* [Dataset records]

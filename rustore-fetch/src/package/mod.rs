//! Package file handling.
//!
//! This module provides:
//! - [`PackageId`]: validated store package identifiers (`naming`)
//! - Container unwrapping and saving of downloaded payloads (`container`)
//! - Manifest reading through [`ManifestParser`] (`manifest`)
//! - [`AppMetadata`], the JSON side-car and console summary (`metadata`)

pub mod container;
pub mod manifest;
pub mod metadata;
mod naming;

pub use container::{inspect, save_package, ContainerKind, ContainerOutcome, SavedPackage};
pub use manifest::{AxmlManifestParser, ManifestError, ManifestInfo, ManifestParser};
pub use metadata::{
    extract_metadata, format_summary, write_metadata_json, AppMetadata, MetadataOutcome,
    DEFAULT_WHATS_NEW,
};
pub use naming::{is_package_entry, PackageId, APK_EXTENSION};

* [Task details] In how many lines of the preceding material does the word "PackageId" occur? Answer with the number only.

* [Result below] 2